The whole and its parts

The whole & its parts

Disconfirmation

Whenever someone decides to change something, there has been some kind of dissatisfaction triggering it.

I’m preferring dissatisfaction over pain, as the pain induces the idea that it has to be big enough to trigger change. To me, pain is distracting from the possibility of self-determined change. Waiting for the pain to be big enough is often natural, however, it’s also a reactive mode.

Dissatisfaction on the other hand is opening up a broad scope and one that we’ll need in a complex world. The more complexity enters our daily experience the less we can rely on pain to enable change. Dealing with complexity implies understanding that the strategy that works today may not be satisfying anymore tomorrow. That’s due to the constant shift of the context and how it impacts the situation the strategy is for. We’d better act before pain sets in.

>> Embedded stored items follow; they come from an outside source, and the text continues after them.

//! Local-storage inspection commands.
//!
//! Operates on the same data directory as the storefront binary, resolved
//! through the regular configuration (`MOTO_SHOP_DATA_DIR`).

#![allow(clippy::print_stdout)]

use moto_shop_storefront::config::StorefrontConfig;
use moto_shop_storefront::storage::{LocalStore, keys};

fn open_store() -> Result<LocalStore, Box<dyn std::error::Error>> {
    let config = StorefrontConfig::from_env()?;
    Ok(LocalStore::open(config.data_dir)?)
}

/// Dump the cart and user documents as stored on disk.
///
/// # Errors
///
/// Returns an error when the data directory cannot be opened.
pub fn show() -> Result<(), Box<dyn std::error::Error>> {
    let store = open_store()?;
    for key in [keys::CART, keys::USER] {
        println!("--- {key} ({})", store.document_path(key).display());
        match store.read_raw(key) {
            Some(raw) => println!("{raw}"),
            None => println!("(absent)"),
        }
    }
    Ok(())
}

/// Delete the cart and user documents.
///
/// # Errors
///
/// Returns an error when the data directory cannot be opened or a document
/// cannot be removed.
pub fn clear() -> Result<(), Box<dyn std::error::Error>> {
    let store = open_store()?;
    for key in [keys::CART, keys::USER] {
        store.remove(key)?;
        println!("removed {key}");
    }
    Ok(())
}
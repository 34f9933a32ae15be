//! MotoShop Core - Shared domain types library.
//!
//! This crate provides the domain model used across all MotoShop components:
//! - `storefront` - Public-facing JSON API
//! - `cli` - Command-line tools for catalog and storage inspection
//!
//! # Architecture
//!
//! The core crate contains only types and pure logic - no I/O, no HTTP,
//! no persistence. This keeps it lightweight and allows it to be used anywhere.
//!
//! # Modules
//!
//! - [`types`] - Newtype wrappers for type-safe IDs, prices, and emails
//! - [`product`] - Catalog records (products, categories, specifications)
//! - [`cart`] - The cart reducer: line merging, quantities, and totals
//! - [`user`] - The mock-authenticated user record

#![cfg_attr(not(test), forbid(unsafe_code))]

pub mod cart;
pub mod product;
pub mod types;
pub mod user;

pub use cart::{Cart, CartError, CartItem, CartTotals, LineKey, VariantSelection};
pub use product::{Category, Product, Specifications};
pub use types::*;
pub use user::User;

Proactivity towards change also requires an understanding that humans tend to look for things and ideas that confirm their existing beliefs. This means that anything that “disconfirms” the beliefs will easily be dismissed. Either people will rationalize what they see and find an explanation for it, or they will find a way to suppress it. Information that seems to be in the way to achieve the desired results will thus often be denied, not heard, or even silenced.

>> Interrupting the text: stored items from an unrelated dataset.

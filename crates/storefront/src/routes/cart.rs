//! Cart route handlers.
//!
//! Mutations address lines by (product id, size, color, height) - the
//! line's variant key - and every handler responds with the updated cart
//! view so the client can re-render in one round trip.

use axum::{
    Json,
    extract::State,
};
use serde::{Deserialize, Serialize};

use moto_shop_core::{Cart, CartItem, LineKey, ProductId, VariantSelection};

use crate::error::{AppError, Result};
use crate::state::AppState;

/// Cart line display data.
#[derive(Debug, Serialize)]
#[serde(rename_all = "camelCase")]
pub struct CartLineView {
    pub product_id: ProductId,
    pub name: String,
    pub image: Option<String>,
    pub quantity: u32,
    #[serde(skip_serializing_if = "Option::is_none")]
    pub selected_size: Option<String>,
    #[serde(skip_serializing_if = "Option::is_none")]
    pub selected_color: Option<String>,
    #[serde(skip_serializing_if = "Option::is_none")]
    pub selected_height: Option<String>,
    pub unit_price: String,
    pub line_total: String,
}

impl From<&CartItem> for CartLineView {
    fn from(item: &CartItem) -> Self {
        Self {
            product_id: item.product.id.clone(),
            name: item.product.name.clone(),
            image: item.product.images.first().cloned(),
            quantity: item.quantity,
            selected_size: item.selected_size.clone(),
            selected_color: item.selected_color.clone(),
            selected_height: item.selected_height.clone(),
            unit_price: item.product.price.display(),
            line_total: item.product.price.times(item.quantity).display(),
        }
    }
}

/// Cart display data with computed totals.
#[derive(Debug, Serialize)]
#[serde(rename_all = "camelCase")]
pub struct CartView {
    pub items: Vec<CartLineView>,
    pub item_count: u32,
    pub subtotal: String,
    pub shipping: String,
    pub total: String,
    /// Formatted amount still missing for free shipping, when applicable.
    #[serde(skip_serializing_if = "Option::is_none")]
    pub free_shipping_gap: Option<String>,
}

impl From<&Cart> for CartView {
    fn from(cart: &Cart) -> Self {
        let totals = cart.totals();
        Self {
            items: cart.items().iter().map(CartLineView::from).collect(),
            item_count: cart.item_count(),
            subtotal: totals.subtotal.display(),
            shipping: totals.shipping.display(),
            total: totals.total.display(),
            free_shipping_gap: totals.free_shipping_gap.map(|gap| gap.display()),
        }
    }
}

/// Item count badge data.
#[derive(Debug, Serialize)]
pub struct CartCount {
    pub count: u32,
}

/// Add to cart payload.
#[derive(Debug, Deserialize)]
#[serde(rename_all = "camelCase")]
pub struct AddToCartPayload {
    pub product_id: String,
    #[serde(default = "default_quantity")]
    pub quantity: u32,
    #[serde(flatten)]
    pub selection: VariantSelection,
}

const fn default_quantity() -> u32 {
    1
}

/// Update cart payload.
#[derive(Debug, Deserialize)]
#[serde(rename_all = "camelCase")]
pub struct UpdateCartPayload {
    pub product_id: String,
    pub quantity: u32,
    #[serde(flatten)]
    pub selection: VariantSelection,
}

/// Remove from cart payload.
#[derive(Debug, Deserialize)]
#[serde(rename_all = "camelCase")]
pub struct RemoveFromCartPayload {
    pub product_id: String,
    #[serde(flatten)]
    pub selection: VariantSelection,
}

/// Display the cart with computed totals.
pub async fn show(State(state): State<AppState>) -> Json<CartView> {
    let cart = state.cart_service().snapshot().await;
    Json(CartView::from(&cart))
}

/// Add a product to the cart.
///
/// The product is resolved from the catalog; an existing line with the same
/// variant key is incremented.
pub async fn add(
    State(state): State<AppState>,
    Json(payload): Json<AddToCartPayload>,
) -> Result<Json<CartView>> {
    let product = state
        .catalog()
        .product(&ProductId::new(payload.product_id))
        .ok_or_else(|| AppError::NotFound("product".to_string()))?
        .clone();

    let cart = state
        .cart_service()
        .add(product, payload.quantity, payload.selection)
        .await?;
    Ok(Json(CartView::from(&cart)))
}

/// Set a line's quantity; zero removes the line entirely.
pub async fn update(
    State(state): State<AppState>,
    Json(payload): Json<UpdateCartPayload>,
) -> Result<Json<CartView>> {
    let key = LineKey::new(ProductId::new(payload.product_id), payload.selection);
    let cart = state
        .cart_service()
        .update_quantity(&key, payload.quantity)
        .await?;
    Ok(Json(CartView::from(&cart)))
}

/// Remove a line from the cart.
pub async fn remove(
    State(state): State<AppState>,
    Json(payload): Json<RemoveFromCartPayload>,
) -> Result<Json<CartView>> {
    let key = LineKey::new(ProductId::new(payload.product_id), payload.selection);
    let cart = state.cart_service().remove(&key).await?;
    Ok(Json(CartView::from(&cart)))
}

/// Empty the cart.
pub async fn clear(State(state): State<AppState>) -> Result<Json<CartView>> {
    state.cart_service().clear().await.map_err(AppError::from)?;
    let cart = state.cart_service().snapshot().await;
    Ok(Json(CartView::from(&cart)))
}

/// Item count badge.
pub async fn count(State(state): State<AppState>) -> Json<CartCount> {
    let cart = state.cart_service().snapshot().await;
    Json(CartCount {
        count: cart.item_count(),
    })
}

One could see it as a problem and start to blame people for doing so, however it is also a reaction to what the organization seems to expect. Blame doesn’t serve. It actually backfires as it shifts survival anxiety onto individuals instead of keeping it at an organizational level. The ability to see that the disconfirmation points at an important goal that might not be met or shows that some important value is being compromised, is what enables a focused change.

While there will be individual problems, making the problem about individuals is a way to move away from the available disconfirmation. It’s a way to suppress the data and lean into confirmation that everything is ok. It’s hoping that the universe will solve the problem.